A tuning fork vibrating at frequency $1000\text{Hz}$ produces resonance in a resonance column tube. The upper end is open and the lower end is closed by the water whose height can be varied. The successive resonances are observed at lengths $10\text{cm}$ and $27\text{cm}$. Then, the speed of sound in air is [neglect end corrections]

• A. $340\text{m/s}$
• B. $330\text{m/s}$
• C. $343\text{m/s}$
• D. $353\text{m/s}$

Answer 1

The correct option is A $340\text{m/s}$

Given that,
Frequency of tuning fork $\left(f\right)=1000\text{Hz}$




The column filled with water behaves as a closed organ pipe.

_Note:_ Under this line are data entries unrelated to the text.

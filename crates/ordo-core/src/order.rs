//! Universal value order
//!
//! `less_than` is a strict total order over every [`Value`]:
//! 1. Values of the same kind are compared by that kind's rule.
//! 2. Otherwise both are converted to their least common ancestor in the
//!    [`lattice`](crate::lattice) and compared there.
//! 3. Values that only meet at the lattice root are ordered by type name.
//!
//! Length comes first for every string and container: a shorter text,
//! byte string, sequence, set, mapping or array shape is always less.

use std::borrow::Cow;
use std::cmp::Ordering;
use std::collections::HashMap;

use tracing::{debug, warn};

use crate::lattice::{common_kind, family_name};
use crate::{
    ArrayData, CompareConfig, Complex, Kind, NdArray, Opaque, OrderError, OrderResult, Value,
};

/// Less-than rule for the payloads of one opaque type
pub type OpaqueRule = fn(&[u8], &[u8]) -> bool;

/// Elements per block when scanning arrays for the first difference
const SCAN_BLOCK: usize = 64;

/// Universal comparator
///
/// Immutable once built. Cheap to share between threads.
#[derive(Clone, Debug, Default)]
pub struct Comparator {
    config: CompareConfig,
    rules: HashMap<String, OpaqueRule>,
}

/// Builder for a [`Comparator`] with custom tolerance or opaque rules
#[derive(Clone, Debug, Default)]
pub struct ComparatorBuilder {
    config: CompareConfig,
    rules: HashMap<String, OpaqueRule>,
}

impl ComparatorBuilder {
    pub fn config(mut self, config: CompareConfig) -> Self {
        self.config = config;
        self
    }

    pub fn tolerance(mut self, tolerance: f64) -> Self {
        self.config.tolerance = tolerance;
        self
    }

    pub fn max_depth(mut self, max_depth: usize) -> Self {
        self.config.max_depth = max_depth;
        self
    }

    /// Order opaque values named `type_name` with `rule`
    pub fn rule(mut self, type_name: impl Into<String>, rule: OpaqueRule) -> Self {
        self.rules.insert(type_name.into(), rule);
        self
    }

    pub fn build(self) -> OrderResult<Comparator> {
        if !self.config.is_valid() {
            return Err(OrderError::InvalidTolerance(self.config.tolerance));
        }
        Ok(Comparator {
            config: self.config,
            rules: self.rules,
        })
    }
}

impl Comparator {
    /// Exact comparator without opaque rules
    pub fn new() -> Self {
        Comparator::default()
    }

    /// Comparator with the default absolute tolerance
    pub fn approximate() -> Self {
        Comparator {
            config: CompareConfig::approximate(),
            rules: HashMap::new(),
        }
    }

    pub fn with_config(config: CompareConfig) -> OrderResult<Self> {
        Comparator::builder().config(config).build()
    }

    pub fn builder() -> ComparatorBuilder {
        ComparatorBuilder::default()
    }

    #[inline]
    pub fn config(&self) -> &CompareConfig {
        &self.config
    }

    /// Test whether `x < y`
    pub fn less_than(&self, x: &Value, y: &Value) -> OrderResult<bool> {
        Ok(self.ord(x, y, self.config.tolerance, 0)? == Ordering::Less)
    }

    /// Test whether `x < y` with a one-off absolute tolerance
    pub fn less_than_within(&self, x: &Value, y: &Value, tolerance: f64) -> OrderResult<bool> {
        if !(tolerance.is_finite() && tolerance >= 0.0) {
            return Err(OrderError::InvalidTolerance(tolerance));
        }
        Ok(self.ord(x, y, tolerance, 0)? == Ordering::Less)
    }

    /// Test whether `x > y`
    pub fn greater_than(&self, x: &Value, y: &Value) -> OrderResult<bool> {
        self.less_than(y, x)
    }

    /// Test whether neither `x < y` nor `y < x`
    pub fn equal(&self, x: &Value, y: &Value) -> OrderResult<bool> {
        Ok(!self.less_than(x, y)? && !self.less_than(y, x)?)
    }

    pub fn compare(&self, x: &Value, y: &Value) -> OrderResult<Ordering> {
        self.ord(x, y, self.config.tolerance, 0)
    }

    /// Stable ascending sort
    ///
    /// Always uses the exact order, whatever the configured tolerance: an
    /// approximate order is not transitive and cannot sort.
    pub fn sort<'a>(&self, items: &'a [Value]) -> OrderResult<Vec<&'a Value>> {
        self.sorted(items.iter(), |v| v, 0)
    }

    /// Stable ascending sort of entries by key, exact order
    pub fn sort_entries<'a, V>(&self, entries: &'a [(Value, V)]) -> OrderResult<Vec<&'a (Value, V)>> {
        self.sorted(entries.iter(), |e| &e.0, 0)
    }

    /// Three-way comparison; each nested pair is descended into once
    fn ord(&self, x: &Value, y: &Value, tol: f64, depth: usize) -> OrderResult<Ordering> {
        if depth > self.config.max_depth {
            warn!(limit = self.config.max_depth, "comparison nesting limit reached");
            return Err(OrderError::DepthLimitExceeded {
                limit: self.config.max_depth,
            });
        }

        let (rx, ry) = match common_kind(x.kind(), y.kind()) {
            Some(kind) => (Repr::of(x, kind), Repr::of(y, kind)),
            None => (Repr::root(x), Repr::root(y)),
        };
        self.ord_repr(&rx, &ry, tol, depth)
    }

    fn ord_repr(&self, x: &Repr<'_>, y: &Repr<'_>, tol: f64, depth: usize) -> OrderResult<Ordering> {
        let ord = match (x, y) {
            (Repr::Name { name: a, builtin: ba }, Repr::Name { name: b, builtin: bb }) => {
                // an opaque name can shadow a built-in one
                text_ord(a, b).then(ba.cmp(bb))
            }
            (Repr::Int(a), Repr::Int(b)) => a.cmp(b),
            (Repr::Float(a), Repr::Float(b)) => float_ord(*a, *b, tol),
            (Repr::Complex(a), Repr::Complex(b)) => {
                float_ord(a.re, b.re, tol).then_with(|| float_ord(a.im, b.im, tol))
            }
            (Repr::Text(a), Repr::Text(b)) => text_ord(a, b),
            (Repr::Bytes(a), Repr::Bytes(b)) => a.len().cmp(&b.len()).then_with(|| a.cmp(b)),
            (Repr::Sequence(a), Repr::Sequence(b)) => {
                if a.len() != b.len() {
                    return Ok(a.len().cmp(&b.len()));
                }
                return self.lex_ord(a.iter().zip(b.iter()), tol, depth);
            }
            (Repr::Mapping(a), Repr::Mapping(b)) => {
                if a.len() != b.len() {
                    return Ok(a.len().cmp(&b.len()));
                }
                let a = self.sorted(a.iter(), |e| &e.0, depth + 1)?;
                let b = self.sorted(b.iter(), |e| &e.0, depth + 1)?;
                let pairs = a
                    .into_iter()
                    .zip(b)
                    .flat_map(|(p, q)| [(&p.0, &q.0), (&p.1, &q.1)]);
                return self.lex_ord(pairs, tol, depth);
            }
            (Repr::Set(a), Repr::Set(b)) => {
                if a.len() != b.len() {
                    return Ok(a.len().cmp(&b.len()));
                }
                let a = self.sorted(a.iter(), |v| v, depth + 1)?;
                let b = self.sorted(b.iter(), |v| v, depth + 1)?;
                return self.lex_ord(a.into_iter().zip(b), tol, depth);
            }
            (
                Repr::IntArray { shape: sa, data: a },
                Repr::IntArray { shape: sb, data: b },
            ) => shape_ord(sa, sb)
                .then_with(|| first_difference(&a[..], &b[..], |&v| v, |p, q| p.cmp(&q))),
            (
                Repr::FloatArray { shape: sa, data: a },
                Repr::FloatArray { shape: sb, data: b },
            ) => shape_ord(sa, sb)
                .then_with(|| first_difference(&a[..], &b[..], |&v| v, |p, q| float_ord(p, q, tol))),
            (
                Repr::ComplexArray { shape: sa, data: a },
                Repr::ComplexArray { shape: sb, data: b },
            ) => shape_ord(sa, sb)
                .then_with(|| first_difference(&a[..], &b[..], |c| c.re, |p, q| float_ord(p, q, tol)))
                .then_with(|| first_difference(&a[..], &b[..], |c| c.im, |p, q| float_ord(p, q, tol))),
            (Repr::Opaque(a), Repr::Opaque(b)) => return self.opaque_ord(a, b),
            // `Repr::of` never pairs different representations; keep the order total anyway
            _ => x.tag().cmp(&y.tag()),
        };
        Ok(ord)
    }

    /// Lexicographic order over already length-matched pairs
    fn lex_ord<'v>(
        &self,
        pairs: impl Iterator<Item = (&'v Value, &'v Value)>,
        tol: f64,
        depth: usize,
    ) -> OrderResult<Ordering> {
        for (x, y) in pairs {
            match self.ord(x, y, tol, depth + 1)? {
                Ordering::Equal => continue,
                decided => return Ok(decided),
            }
        }
        Ok(Ordering::Equal)
    }

    fn opaque_ord(&self, x: &Opaque, y: &Opaque) -> OrderResult<Ordering> {
        let (nx, ny) = (x.type_name(), y.type_name());
        if nx != ny {
            return Ok(text_ord(nx, ny));
        }
        if nx.is_empty() {
            return Ok(Ordering::Equal);
        }
        match self.rules.get(nx) {
            Some(rule) => {
                let (xs, ys) = (x.payload(), y.payload());
                Ok(if rule(xs, ys) {
                    Ordering::Less
                } else if rule(ys, xs) {
                    Ordering::Greater
                } else {
                    Ordering::Equal
                })
            }
            None => {
                debug!(type_name = nx, "no ordering rule registered");
                Err(OrderError::Unordered {
                    type_name: nx.to_owned(),
                })
            }
        }
    }

    /// Exact, stable merge sort; never panics on a misbehaving opaque rule
    fn sorted<'v, T>(
        &self,
        items: impl Iterator<Item = &'v T>,
        key: fn(&T) -> &Value,
        depth: usize,
    ) -> OrderResult<Vec<&'v T>> {
        let lt = |a: &T, b: &T| -> OrderResult<bool> {
            Ok(self.ord(key(a), key(b), 0.0, depth)? == Ordering::Less)
        };
        merge_sort(items.collect(), &lt)
    }
}

fn merge_sort<'v, T>(
    mut items: Vec<&'v T>,
    lt: &impl Fn(&T, &T) -> OrderResult<bool>,
) -> OrderResult<Vec<&'v T>> {
    if items.len() <= 1 {
        return Ok(items);
    }
    let right = items.split_off(items.len() / 2);
    let left = merge_sort(items, lt)?;
    let right = merge_sort(right, lt)?;

    let mut merged = Vec::with_capacity(left.len() + right.len());
    let mut left = left.into_iter().peekable();
    let mut right = right.into_iter().peekable();
    while let (Some(&a), Some(&b)) = (left.peek(), right.peek()) {
        // take from the right only when strictly less, keeping the sort stable
        if lt(b, a)? {
            merged.push(b);
            right.next();
        } else {
            merged.push(a);
            left.next();
        }
    }
    merged.extend(left);
    merged.extend(right);
    Ok(merged)
}

/// A value converted to the representation it is compared in
enum Repr<'a> {
    /// Lattice root: ordered by type name
    Name { name: &'a str, builtin: bool },
    Int(i64),
    Float(f64),
    Complex(Complex),
    Text(&'a str),
    Bytes(&'a [u8]),
    Sequence(&'a [Value]),
    Mapping(&'a [(Value, Value)]),
    Set(&'a [Value]),
    IntArray {
        shape: &'a [usize],
        data: &'a [i64],
    },
    FloatArray {
        shape: &'a [usize],
        data: Cow<'a, [f64]>,
    },
    ComplexArray {
        shape: &'a [usize],
        data: Cow<'a, [Complex]>,
    },
    Opaque(&'a Opaque),
}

Modes of vibration of an air column in a closed organ pipe are given by

$f_c=(2n+1)\frac{v}{4l}$ where $n=0,1,\mathrm{2...}$
or
$l=\frac{(2n+1)v}{4f_c}$

For first resonance
$l_1=\frac{v}{4f_c}...(n=0)$

For second resonance
$l_2=\frac{3v}{4f_c}...(n=1)$

$\Rightarrow l_2-l_1=\frac{v}{2f_c}$

From the data given in the question,

$(27-10)\times {10}^{-2}=\frac{v}{2\times 1000}$

[$f_c=f=1000\text{Hz}$]

$\Rightarrow v=17\times {10}^{-2}\times 2000\Rightarrow v=340\text{m/s}$

Thus, option (a) is the correct answer.